Between the line containing "vec![ymd(2021, 7, 30)]);" and the line containing "assert!(missing.is_not_found());" lies a run of lines; give that run again exactly, with both of those lines, and nothing else from the entries below.

→ **MATERIAL FOR THIS TASK**:
····················

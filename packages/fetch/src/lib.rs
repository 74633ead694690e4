#![cfg_attr(feature = "fail-on-warnings", deny(warnings))]
#![warn(clippy::all, clippy::pedantic, clippy::nursery, clippy::cargo)]
#![allow(clippy::multiple_crate_versions, clippy::cargo_common_metadata)]

//! Downloads daily NICD hospitalisation reports.
//!
//! Reports are published under a month-dated upload directory with file
//! names that changed over time. For each date, every known file name
//! (`data/templates.toml`) is tried in order; a 404 moves on to the next
//! name and the first successful download is kept.

pub mod retry;

use std::path::{Path, PathBuf};
use std::sync::LazyLock;
use std::time::Duration;

use chrono::NaiveDate;
use serde::Deserialize;

const TEMPLATES_TOML: &str = include_str!("../data/templates.toml");

const USER_AGENT: &str = "Mozilla/5.0 (Macintosh; Intel Mac OS X 10_15_7) AppleWebKit/537.36";

static BUILTIN: LazyLock<Templates> = LazyLock::new(|| {
    Templates::from_toml(TEMPLATES_TOML)
        .unwrap_or_else(|e| panic!("Failed to parse templates.toml: {e}"))
});

/// Errors that can occur while downloading reports.
#[derive(Debug, thiserror::Error)]
pub enum FetchError {
    /// HTTP request failed.
    #[error("HTTP error: {0}")]
    Http(#[from] reqwest::Error),

    /// The server answered with a non-success status.
    #[error("HTTP {status} for {url}")]
    Status {
        /// Requested URL.
        url: String,
        /// Response status code.
        status: u16,
    },

    /// The templates file is invalid.
    #[error("Configuration error: {message}")]
    Config {
        /// Description of what went wrong.
        message: String,
    },

    /// I/O error.
    #[error("I/O error: {0}")]
    Io(#[from] std::io::Error),
}

impl FetchError {
    /// Returns `true` if the server reported the file does not exist.
    #[must_use]
    pub const fn is_not_found(&self) -> bool {
        matches!(self, Self::Status { status: 404, .. })
    }
}

/// URL base and file-name patterns for published reports.
#[derive(Debug, Clone, PartialEq, Eq, Deserialize)]
#[serde(deny_unknown_fields)]
pub struct Templates {
    /// strftime pattern of the upload directory, ending in `/`.
    pub url_base: String,
    /// strftime patterns of historical file names, most likely first.
    pub file_names: Vec<String>,
}

impl Templates {
    /// Returns the templates embedded at compile time.
    ///
    /// # Panics
    ///
    /// Panics if the embedded `templates.toml` is malformed.
    #[must_use]
    pub fn builtin() -> &'static Self {
        &BUILTIN
    }

    /// Parses templates from TOML.
    ///
    /// # Errors
    ///
    /// Returns [`FetchError::Config`] if the TOML is malformed or lists no
    /// file names.
    pub fn from_toml(toml_str: &str) -> Result<Self, FetchError> {
        let templates: Self = toml::de::from_str(toml_str).map_err(|e| FetchError::Config {
            message: e.to_string(),
        })?;
        if templates.file_names.is_empty() {
            return Err(FetchError::Config {
                message: "no file names listed".to_string(),
            });
        }
        Ok(templates)
    }

    /// Expands every file-name template for `date`, in order.
    #[must_use]
    pub fn report_urls(&self, date: NaiveDate) -> Vec<ReportUrl> {
        let base = date.format(&self.url_base).to_string();
        self.file_names
            .iter()
            .map(|template| {
                let file_name = date.format(template).to_string();
                ReportUrl {
                    url: format!("{base}{file_name}"),
                    file_name,
                }
            })
            .collect()
    }
}

/// One candidate location of a report.
#[derive(Debug, Clone, PartialEq, Eq)]
pub struct ReportUrl {
    /// File name, also used for the local copy.
    pub file_name: String,
    /// Full download URL.
    pub url: String,
}

/// Expands the builtin templates for `date`.
#[must_use]
pub fn report_urls(date: NaiveDate) -> Vec<ReportUrl> {
    Templates::builtin().report_urls(date)
}

/// Every day from `start` up to but excluding `end`; only `start` when
/// `end` is `None`.
#[must_use]
pub fn date_range(start: NaiveDate, end: Option<NaiveDate>) -> Vec<NaiveDate> {
    let Some(end) = end else {
        return vec![start];
    };
    start
        .iter_days()
        .take_while(|d| *d < end)
        .collect()
}

/// Builds the HTTP client used for downloads.
///
/// # Errors
///
/// Returns [`FetchError::Http`] if the client cannot be constructed.
pub fn build_client() -> Result<reqwest::Client, FetchError> {
    Ok(reqwest::Client::builder()
        .user_agent(USER_AGENT)
        .timeout(Duration::from_secs(120))
        .build()?)
}

/// Downloads the report for `date` into `dir`.
///
/// A file already present in `dir` under any known name is reused without
/// a request. Otherwise each URL is tried in order until one succeeds.
/// Returns the local paths for the date (empty if no name exists on the
/// server).
///
/// # Errors
///
/// Returns [`FetchError`] for failures other than a missing file.
pub async fn fetch_reports(
    client: &reqwest::Client,
    date: NaiveDate,
    dir: &Path,
) -> Result<Vec<PathBuf>, FetchError> {
    let urls = report_urls(date);

    if let Some(existing) = urls
        .iter()
        .map(|u| dir.join(&u.file_name))
        .find(|p| p.exists())
    {
        log::info!("File exists: {}", existing.display());
        return Ok(vec![existing]);
    }

    for candidate in &urls {
        log::debug!("URL: {}", candidate.url);
        match retry::send_bytes(|| client.get(&candidate.url)).await {
            Ok(bytes) => {
                tokio::fs::create_dir_all(dir).await?;
                let path = dir.join(&candidate.file_name);
                tokio::fs::write(&path, &bytes).await?;
                log::info!(
                    "Fetched {} ({} bytes)",
                    candidate.file_name,
                    bytes.len()
                );
                return Ok(vec![path]);
            }
            Err(e) if e.is_not_found() => {
                log::debug!("Not found: {}", candidate.file_name);
            }
            Err(e) => return Err(e),
        }
    }

    log::warn!("No report found for {date}");
    Ok(Vec::new())
}

#[cfg(test)]
mod tests {
    use super::*;

    fn ymd(y: i32, m: u32, d: u32) -> NaiveDate {
        NaiveDate::from_ymd_opt(y, m, d).unwrap()
    }

    #[test]
    fn builtin_templates_expand_dates() {
        let urls = report_urls(ymd(2021, 7, 4));
        assert_eq!(urls.len(), Templates::builtin().file_names.len());
        assert_eq!(
            urls[0].url,
            "https://www.nicd.ac.za/wp-content/uploads/2021/07/\
             NICD-COVID-19-Daily-Sentinel-Hospital-Surveillance-report-National-20210704.pdf"
        );
        assert!(urls.iter().all(|u| u.url.ends_with(&u.file_name)));
    }

    #[test]
    fn date_range_excludes_end() {
        assert_eq!(
            date_range(ymd(2021, 7, 30), Some(ymd(2021, 8, 2))),
            vec![ymd(2021, 7, 30), ymd(2021, 7, 31), ymd(2021, 8, 1)]
        );
        assert_eq!(date_range(ymd(2021, 7, 30), None), vec![ymd(2021, 7, 30)]);
        assert!(date_range(ymd(2021, 7, 30), Some(ymd(2021, 7, 30))).is_empty());
    }

    #[test]
    fn templates_require_file_names() {
        let toml_str = "url_base = \"https://example.org/\"\nfile_names = []";
        assert!(matches!(
            Templates::from_toml(toml_str),
            Err(FetchError::Config { .. })
        ));
    }

    #[test]
    fn not_found_is_distinguished() {
        let missing = FetchError::Status {
            url: "https://example.org/a.pdf".to_string(),
            status: 404,
        };
        let forbidden = FetchError::Status {
            url: "https://example.org/a.pdf".to_string(),
            status: 403,
        };
        assert!(missing.is_not_found());
        assert!(!forbidden.is_not_found());
    }

    #[tokio::test]
    async fn existing_local_file_is_reused() {
        let dir = std::env::temp_dir().join(format!("nicd_fetch_{}", std::process::id()));
        std::fs::create_dir_all(&dir).unwrap();
        let date = ymd(2021, 7, 4);
        let local = dir.join(&report_urls(date)[1].file_name);
        std::fs::write(&local, b"%PDF-1.4").unwrap();

        let client = build_client().unwrap();
        let paths = fetch_reports(&client, date, &dir).await.unwrap();
        assert_eq!(paths, vec![local]);

        std::fs::remove_dir_all(&dir).unwrap();
    }
}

····················

→ **YOUR SOLUTION**:
        assert_eq!(date_range(ymd(2021, 7, 30), None), vec![ymd(2021, 7, 30)]);
        assert!(date_range(ymd(2021, 7, 30), Some(ymd(2021, 7, 30))).is_empty());
    }

    #[test]
    fn templates_require_file_names() {
        let toml_str = "url_base = \"https://example.org/\"\nfile_names = []";
        assert!(matches!(
            Templates::from_toml(toml_str),
            Err(FetchError::Config { .. })
        ));
    }

    #[test]
    fn not_found_is_distinguished() {
        let missing = FetchError::Status {
            url: "https://example.org/a.pdf".to_string(),
            status: 404,
        };
        let forbidden = FetchError::Status {
            url: "https://example.org/a.pdf".to_string(),
            status: 403,
        };
        assert!(missing.is_not_found());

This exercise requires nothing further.